LAG Köln - Urteil vom 29.01.2026
8 SLa 297/25
Normen:
KSchG § 1 Abs. 3 S. 1;
Vorinstanzen:
ArbG Köln, vom 14.05.2025 - Vorinstanzaktenzeichen 5 Ca 2050/24

Prüfung der sozialen Rechtfertigung der Kündigung eines Arbeitnehmers

LAG Köln, Urteil vom 29.01.2026 - Aktenzeichen 8 SLa 297/25

DRsp Nr. 2026/4933

Prüfung der sozialen Rechtfertigung der Kündigung eines Arbeitnehmers

1. Jedenfalls dann, wenn die Anwendbarkeit des Kündigungsschutzgesetzes wie hier zugunsten des Arbeitnehmers unterstellt wird, kann das Gericht unmittelbar die soziale Rechtfertigung der Kündigung prüfen und die Klage abweisen, wenn die Kündigung sozial gerechtfertigt ist. 2. Die soziale Auswahl nach § 1 Abs 3 S 1 KSchG erstreckt sich innerhalb des Betriebs nur auf die Arbeitnehmer, die miteinander vergleichbar sind. Hieran fehlt es, wenn der Arbeitgeber den Arbeitnehmer nicht einseitig im Rahmen des Direktionsrechts auf einen anderen Arbeitsplatz umsetzen oder versetzen kann. 3. Regelt der Arbeitsvertrag, dass eine Versetzung nur "am gleichen Platz" möglich ist, ist diese Regelung örtlich zu verstehen und damit ein Einsatz in einer anderen Stadt ausgeschlossen.

Tenor

1. Die Berufung der Klägerin gegen das Urteil des Arbeitsgerichts Köln vom 14.05.2025 - 5 Ca 2050/24-wird zurückgewiesen.

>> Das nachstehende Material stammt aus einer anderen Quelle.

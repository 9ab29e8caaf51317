//! Domain names.
//!
//! Names are kept in presentation form: dot-separated labels without the
//! trailing dot, with the root name being the empty sequence of labels.
//! When reading a name from wire format, bytes that are not printable
//! ASCII are escaped the zone-file way, a backslash followed by the three
//! digit decimal value; dots and backslashes inside a label get a plain
//! backslash escape.
//!
//! Reading from the wire follows compression pointers; writing is always
//! uncompressed. Both operations live on [`WireCursor`] since compression
//! is only meaningful relative to one message buffer.

use super::wire::{ParseError, WireCursor};
use core::fmt;
use core::str::FromStr;

//------------ Name ----------------------------------------------------------

/// A domain name.
///
/// A name consists of up to 127 labels of 1 to 63 octets each, with the
/// whole name limited to 255 octets in wire format. Values of this type
/// always satisfy these limits; construction fails otherwise.
#[derive(Clone, Debug, Eq, Hash, Ord, PartialEq, PartialOrd)]
pub struct Name(String);

impl Name {
    /// Returns the root name.
    #[must_use]
    pub fn root() -> Self {
        Name(String::new())
    }

    /// Returns whether this is the root name.
    #[must_use]
    pub fn is_root(&self) -> bool {
        self.0.is_empty()
    }

    /// Returns the presentation form without the trailing dot.
    ///
    /// The root name yields an empty string.
    #[must_use]
    pub fn as_str(&self) -> &str {
        &self.0
    }

    /// Returns an iterator over the labels of the name.
    pub fn labels(&self) -> impl Iterator<Item = &str> {
        self.0.split('.').filter(|label| !label.is_empty())
    }

    /// Returns the length of the uncompressed wire format of the name.
    #[must_use]
    pub fn wire_len(&self) -> usize {
        1 + self.labels().map(|label| 1 + label.len()).sum::<usize>()
    }
}

//--- FromStr

impl FromStr for Name {
    type Err = NameError;

    fn from_str(s: &str) -> Result<Self, Self::Err> {
        if s.is_empty() {
            return Err(NameError::Empty);
        }
        if s == "." {
            return Ok(Name::root());
        }
        let s = s.strip_suffix('.').unwrap_or(s);
        let mut wire_len = 1;
        for label in s.split('.') {
            if label.is_empty() {
                return Err(NameError::EmptyLabel);
            }
            if label.len() > 63 {
                return Err(NameError::LongLabel);
            }
            wire_len += 1 + label.len();
        }
        if wire_len > 255 {
            return Err(NameError::LongName);
        }
        Ok(Name(s.into()))
    }
}

//--- Display

impl fmt::Display for Name {
    fn fmt(&self, f: &mut fmt::Formatter) -> fmt::Result {
        if self.is_root() {
            f.write_str(".")
        } else {
            write!(f, "{}.", self.0)
        }
    }
}

//------------ Reading and writing through the cursor ------------------------

impl WireCursor {
    /// Takes a possibly compressed domain name from the position.
    ///
    /// Compression pointers are followed as long as each one points
    /// strictly backwards in the buffer; anything else is treated as
    /// malformed. On success the position ends up directly after the name
    /// as it appeared at the position, on failure it stays where it was.
    pub fn parse_name(&mut self) -> Result<Name, ParseError> {
        let buf = self.as_slice();
        let mut j = self.pos();
        let mut limit = self.pos();
        let mut resume = None;
        let mut out = String::new();
        let mut wire_len = 1usize;
        let end = loop {
            let &octet = buf.get(j).ok_or(ParseError::ShortInput)?;
            if octet & 0xC0 == 0xC0 {
                let &next = buf.get(j + 1).ok_or(ParseError::ShortInput)?;
                let target =
                    usize::from(u16::from_be_bytes([octet & 0x3F, next]));
                if resume.is_none() {
                    resume = Some(j + 2);
                }
                if target >= limit {
                    return Err(ParseError::form_error(
                        "compression pointer not pointing backwards",
                    ));
                }
                limit = target;
                j = target;
            } else if octet & 0xC0 != 0 {
                return Err(ParseError::form_error("unsupported label type"));
            } else if octet == 0 {
                break resume.unwrap_or(j + 1);
            } else {
                let len = usize::from(octet);
                let label = buf
                    .get(j + 1..j + 1 + len)
                    .ok_or(ParseError::ShortInput)?;
                wire_len += 1 + len;
                if wire_len > 255 {
                    return Err(ParseError::form_error(
                        "domain name too long",
                    ));
                }
                if !out.is_empty() {
                    out.push('.');
                }
                for &byte in label {
                    if byte == b'.' || byte == b'\\' {
                        out.push('\\');
                        out.push(char::from(byte));
                    } else if byte.is_ascii_graphic() {
                        out.push(char::from(byte));
                    } else {
                        out.push_str(&format!("\\{:03}", byte));
                    }
                }
                j += 1 + len;
            }
        };
        self.seek(end);
        Ok(Name(out))
    }

    /// Appends the uncompressed wire format of a name.
    ///
    /// Returns the number of bytes written.
    pub fn append_name(&mut self, name: &Name) -> usize {
        let start = self.len();
        for label in name.labels() {
            self.append_u8(label.len() as u8);
            self.append_slice(label.as_bytes());
        }
        self.append_u8(0);
        self.len() - start
    }
}

//------------ NameError -----------------------------------------------------

/// A string did not form a valid domain name.
#[derive(Clone, Copy, Debug, Eq, PartialEq)]
pub enum NameError {
    /// The name was the empty string.
    Empty,

    /// The name contained an empty label.
    EmptyLabel,

    /// A label was longer than 63 octets.
    LongLabel,

    /// The wire format of the name would exceed 255 octets.
    LongName,
}

//--- Display and Error

impl fmt::Display for NameError {
    fn fmt(&self, f: &mut fmt::Formatter) -> fmt::Result {
        match *self {
            NameError::Empty => f.write_str("empty domain name"),
            NameError::EmptyLabel => f.write_str("empty label"),
            NameError::LongLabel => f.write_str("label too long"),
            NameError::LongName => f.write_str("domain name too long"),
        }
    }
}

impl std::error::Error for NameError {}

//============ Tests =========================================================

#[cfg(test)]
mod test {
    use super::*;

    #[test]
    fn from_str() {
        let name: Name = "example.com".parse().unwrap();
        assert_eq!(name.as_str(), "example.com");
        assert_eq!(name.labels().collect::<Vec<_>>(), ["example", "com"]);
        assert_eq!(name.wire_len(), 13);

        assert_eq!("example.com.".parse::<Name>().unwrap(), name);
        assert!("example..com".parse::<Name>().is_err());
        assert!("".parse::<Name>().is_err());
        assert!(".".parse::<Name>().unwrap().is_root());
        assert!("a".repeat(64).parse::<Name>().is_err());
    }

    #[test]
    fn display() {
        let name: Name = "example.com".parse().unwrap();
        assert_eq!(format!("{}", name), "example.com.");
        assert_eq!(format!("{}", Name::root()), ".");
    }

    #[test]
    fn wire_round_trip() {
        let name: Name = "www.example.com".parse().unwrap();
        let mut cursor = WireCursor::new();
        assert_eq!(cursor.append_name(&name), name.wire_len());
        cursor.seek(0);
        assert_eq!(cursor.parse_name().unwrap(), name);
        assert_eq!(cursor.remaining(), 0);
    }

    #[test]
    fn compressed_name() {
        // "example.com" at offset 0, "www" + pointer to it at offset 13.
        let mut cursor = WireCursor::from_slice(
            b"\x07example\x03com\x00\x03www\xc0\x00",
        );
        assert_eq!(
            cursor.parse_name().unwrap().as_str(),
            "example.com"
        );
        assert_eq!(cursor.pos(), 13);
        assert_eq!(
            cursor.parse_name().unwrap().as_str(),
            "www.example.com"
        );
        assert_eq!(cursor.remaining(), 0);
    }

    #[test]
    fn forward_pointer_rejected() {
        let mut cursor =
            WireCursor::from_slice(b"\x03www\xc0\x06\x03com\x00");
        assert!(cursor.parse_name().is_err());
        assert_eq!(cursor.pos(), 0);
    }

    #[test]
    fn truncated_name() {
        let mut cursor = WireCursor::from_slice(b"\x07exam");
        assert_eq!(
            cursor.parse_name().unwrap_err(),
            ParseError::ShortInput
        );
        assert_eq!(cursor.pos(), 0);
    }
}
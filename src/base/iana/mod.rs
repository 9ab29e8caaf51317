//! Parameter namespaces for DNS.
//!
//! This module contains one type per numeric parameter namespace used by
//! resource records: record types, record classes, DNSSEC algorithms and
//! digest types, IP protocol numbers, and response codes.
//!
//! All types follow the same basic structure. They wrap the raw integer
//! code, carry the well-defined values as associated constants, and convert
//! between raw integers, mnemonics, and wire format. The canonical
//! `(mnemonic, value)` assignments of each namespace are available as the
//! `ASSIGNMENTS` constant, which is also what [`crate::base::registry`]
//! derives its lookup tables from. Reproducing the assigned values exactly
//! is a correctness requirement: real DNS software interoperates through
//! the numbers, not through internal consistency.
//!
//! While each parameter type has a module of its own, they are all
//! re-exported here.

pub use self::class::RecordClass;
pub use self::digestalg::DigestType;
pub use self::protocol::Protocol;
pub use self::rcode::ResponseCode;
pub use self::rtype::RecordType;
pub use self::secalg::Algorithm;

#[macro_use]
mod macros;

pub mod class;
pub mod digestalg;
pub mod protocol;
pub mod rcode;
pub mod rtype;
pub mod secalg;
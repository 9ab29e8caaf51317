//! Resource Record (RR) TYPEs.

//------------ RecordType ----------------------------------------------------

code_enum! {
    /// Resource record types.
    ///
    /// Each resource record has a 16 bit type value indicating what kind of
    /// information is represented by the record. A normal query includes the
    /// type of record information is requested for. A few additional types,
    /// called query types, are defined as well and can only be used in
    /// questions. This type represents both of these.
    ///
    /// The currently assigned values are maintained in an [IANA registry].
    ///
    /// [IANA registry]: http://www.iana.org/assignments/dns-parameters/dns-parameters.xhtml#dns-parameters-4
    =>
    RecordType, u16;

    /// A SIG(0) signature.
    ///
    /// Pseudo type, see RFC 2931.
    (SIG0 => 0, "SIG0")

    /// A host address.
    (A => 1, "A")

    /// An authoritative name server.
    (NS => 2, "NS")

    /// A mail destination.
    ///
    /// (Obsolete – use MX.)
    (MD => 3, "MD")

    /// A mail forwarder.
    ///
    /// (Obsolete – use MX.)
    (MF => 4, "MF")

    /// The canonical name for an alias.
    (CNAME => 5, "CNAME")

    /// Marks the start of a zone of authority.
    (SOA => 6, "SOA")

    /// A mailbox domain name.
    ///
    /// (Experimental.)
    (MB => 7, "MB")

    /// A mail group member.
    ///
    /// (Experimental.)
    (MG => 8, "MG")

    /// A mail rename domain name.
    ///
    /// (Experimental.)
    (MR => 9, "MR")

    /// A null resource record.
    ///
    /// (Experimental.)
    (NULL => 10, "NULL")

    /// A well known service description.
    (WKS => 11, "WKS")

    /// A domain name pointer.
    (PTR => 12, "PTR")

    /// Host information.
    (HINFO => 13, "HINFO")

    /// Mailbox or mail list information.
    (MINFO => 14, "MINFO")

    /// Mail exchange.
    (MX => 15, "MX")

    /// Text strings.
    (TXT => 16, "TXT")

    /// For Responsible Person.
    ///
    /// See RFC 1183.
    (RP => 17, "RP")

    /// For AFS Data Base location.
    ///
    /// See RFC 1183 and RFC 5864.
    (AFSDB => 18, "AFSDB")

    /// For X.25 PSDN address.
    ///
    /// See RFC 1183.
    (X25 => 19, "X25")

    /// For ISDN address.
    ///
    /// See RFC 1183.
    (ISDN => 20, "ISDN")

    /// For Route Through.
    ///
    /// See RFC 1183.
    (RT => 21, "RT")

    /// For NSAP address, NSAP style A record.
    ///
    /// See RFC 1706.
    (NSAP => 22, "NSAP")

    /// For domain name pointer, NSAP style.
    ///
    /// See RFC 1348, RFC 1637, RFC 1706.
    (NSAP_PTR => 23, "NSAP_PTR")

    /// For security signature.
    ///
    /// See RFC 2535.
    (SIG => 24, "SIG")

    /// For security key.
    ///
    /// See RFC 2535 and RFC 2930.
    (KEY => 25, "KEY")

    /// X.400 mail mapping information.
    ///
    /// See RFC 2163.
    (PX => 26, "PX")

    /// Geographical position.
    ///
    /// See RFC 1712.
    (GPOS => 27, "GPOS")

    /// IPv6 address.
    ///
    /// See RFC 3596.
    (AAAA => 28, "AAAA")

    /// Location information.
    ///
    /// See RFC 1876.
    (LOC => 29, "LOC")

    /// Next domain.
    ///
    /// (Obsolete, see RFC 3755.)
    (NXT => 30, "NXT")

    /// Endpoint identifier.
    (EID => 31, "EID")

    /// Nimrod locator.
    (NIMLOC => 32, "NIMLOC")

    /// Server selection.
    ///
    /// See RFC 2782.
    (SRV => 33, "SRV")

    /// ATM address.
    (ATMA => 34, "ATMA")

    /// Naming authority pointer.
    ///
    /// See RFC 2915.
    (NAPTR => 35, "NAPTR")

    /// Key exchanger.
    ///
    /// See RFC 2230.
    (KX => 36, "KX")

    /// Certificate record.
    ///
    /// See RFC 4398.
    (CERT => 37, "CERT")

    /// A6 address.
    ///
    /// (Downgraded to experimental by RFC 3363.)
    (A6 => 38, "A6")

    /// Non-terminal DNS name redirection.
    ///
    /// See RFC 2672.
    (DNAME => 39, "DNAME")

    /// Kitchen sink.
    (SINK => 40, "SINK")

    /// EDNS option pseudo record.
    ///
    /// See RFC 2671.
    (OPT => 41, "OPT")

    /// Address prefix list.
    ///
    /// See RFC 3123.
    (APL => 42, "APL")

    /// Delegation signer.
    ///
    /// See RFC 4034.
    (DS => 43, "DS")

    /// SSH key fingerprint.
    ///
    /// See RFC 4255.
    (SSHFP => 44, "SSHFP")

    /// IPsec keying material.
    ///
    /// See RFC 4025.
    (IPSECKEY => 45, "IPSECKEY")

    /// DNSSEC signature.
    ///
    /// See RFC 4034.
    (RRSIG => 46, "RRSIG")

    /// Next secure record.
    ///
    /// See RFC 4034.
    (NSEC => 47, "NSEC")

    /// DNS key.
    ///
    /// See RFC 4034.
    (DNSKEY => 48, "DNSKEY")

    /// DHCP identifier.
    ///
    /// See RFC 4701.
    (DHCID => 49, "DHCID")

    /// Hashed next secure record.
    ///
    /// See RFC 5155.
    (NSEC3 => 50, "NSEC3")

    /// NSEC3 parameters.
    ///
    /// See RFC 5155.
    (NSEC3PARAM => 51, "NSEC3PARAM")

    /// TLSA certificate association.
    ///
    /// See RFC 6698.
    (TLSA => 52, "TLSA")

    /// S/MIME certificate association.
    ///
    /// See RFC 8162.
    (SMIMEA => 53, "SMIMEA")

    /// Host identity protocol.
    ///
    /// See RFC 5205.
    (HIP => 55, "HIP")

    /// NINFO.
    (NINFO => 56, "NINFO")

    /// RKEY.
    (RKEY => 57, "RKEY")

    /// Trust anchor link.
    (TALINK => 58, "TALINK")

    /// Child DS.
    ///
    /// See RFC 7344.
    (CDS => 59, "CDS")

    /// DNSKEY the child wants reflected in DS.
    ///
    /// See RFC 7344.
    (CDNSKEY => 60, "CDNSKEY")

    /// OpenPGP key.
    ///
    /// See RFC 7929.
    (OPENPGPKEY => 61, "OPENPGPKEY")

    /// Child-to-parent synchronization.
    ///
    /// See RFC 7477.
    (CSYNC => 62, "CSYNC")

    /// Message digest over zone data.
    (ZONEMD => 63, "ZONEMD")

    /// General purpose service binding.
    (SVCB => 64, "SVCB")

    /// Service binding for the HTTPS protocol.
    (HTTPS => 65, "HTTPS")

    /// Sender policy framework.
    ///
    /// See RFC 4408.
    (SPF => 99, "SPF")

    /// UINFO.
    ///
    /// (IANA reserved, no RFC.)
    (UINFO => 100, "UINFO")

    /// UID.
    ///
    /// (IANA reserved, no RFC.)
    (UID => 101, "UID")

    /// GID.
    ///
    /// (IANA reserved, no RFC.)
    (GID => 102, "GID")

    /// UNSPEC.
    ///
    /// (IANA reserved, no RFC.)
    (UNSPEC => 103, "UNSPEC")

    /// Node identifier.
    ///
    /// See RFC 6742.
    (NID => 104, "NID")

    /// 32 bit locator.
    ///
    /// See RFC 6742.
    (L32 => 105, "L32")

    /// 64 bit locator.
    ///
    /// See RFC 6742.
    (L64 => 106, "L64")

    /// Locator pointer.
    ///
    /// See RFC 6742.
    (LP => 107, "LP")

    /// An EUI-48 address.
    ///
    /// See RFC 7043.
    (EUI48 => 108, "EUI48")

    /// An EUI-64 address.
    ///
    /// See RFC 7043.
    (EUI64 => 109, "EUI64")

    /// Transaction key.
    ///
    /// See RFC 2930.
    (TKEY => 249, "TKEY")

    /// Transaction signature.
    ///
    /// See RFC 2845.
    (TSIG => 250, "TSIG")

    /// Incremental zone transfer.
    ///
    /// See RFC 1995.
    (IXFR => 251, "IXFR")

    /// Transfer of an entire zone.
    ///
    /// See RFC 1035.
    (AXFR => 252, "AXFR")

    /// A request for mailbox-related records.
    ///
    /// See RFC 883.
    (MAILB => 253, "MAILB")

    /// A request for mail agent RRs.
    ///
    /// See RFC 973.
    (MAILA => 254, "MAILA")

    /// A request for all records the server has available.
    ///
    /// See RFC 1035.
    (ANY => 255, "ANY")

    /// Uniform resource identifier.
    ///
    /// See RFC 7553.
    (URI => 256, "URI")

    /// Certification authority restriction.
    ///
    /// See RFC 8659.
    (CAA => 257, "CAA")

    /// Application visibility and control.
    (AVC => 258, "AVC")

    /// Digital object architecture.
    (DOA => 259, "DOA")

    /// Automatic multicast tunneling relay.
    ///
    /// See RFC 8777.
    (AMTRELAY => 260, "AMTRELAY")

    /// DNSSEC trust authorities.
    (TA => 32768, "TA")

    /// DNSSEC lookaside validation.
    ///
    /// See RFC 4431.
    (DLV => 32769, "DLV")

    /// Private Bind record.
    (TYPE65534 => 65534, "TYPE65534")
}

code_enum_str_with_prefix!(RecordType, "TYPE", u16, "unknown record type");

impl RecordType {
    /// The query-only types defined in RFC 2929, section 3.1.
    ///
    /// These can appear in the question section of a message but never
    /// denote storable zone data.
    pub const QTYPES: &'static [(&'static str, u16)] = &[
        ("IXFR", 251),
        ("AXFR", 252),
        ("MAILB", 253),
        ("MAILA", 254),
        ("ANY", 255),
    ];

    /// The meta-record types defined in RFC 2929, section 3.1.
    ///
    /// These denote protocol-control records rather than zone data.
    pub const METATYPES: &'static [(&'static str, u16)] =
        &[("OPT", 41), ("TKEY", 249), ("TSIG", 250)];
}

//============ Tests =========================================================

2. Die Kosten der Berufung hat die Klägerin zu tragen.

3. Die Revision wird nicht zugelassen.

Normenkette:

KSchG § 1 Abs. 3 S. 1;

Tatbestand

Die Parteien streiten zuletzt noch über die Wirksamkeit einer Kündigung und um die Weiterbeschäftigung der Klägerin und dabei über die Anwendbarkeit des Kündigungsschutzgesetzes.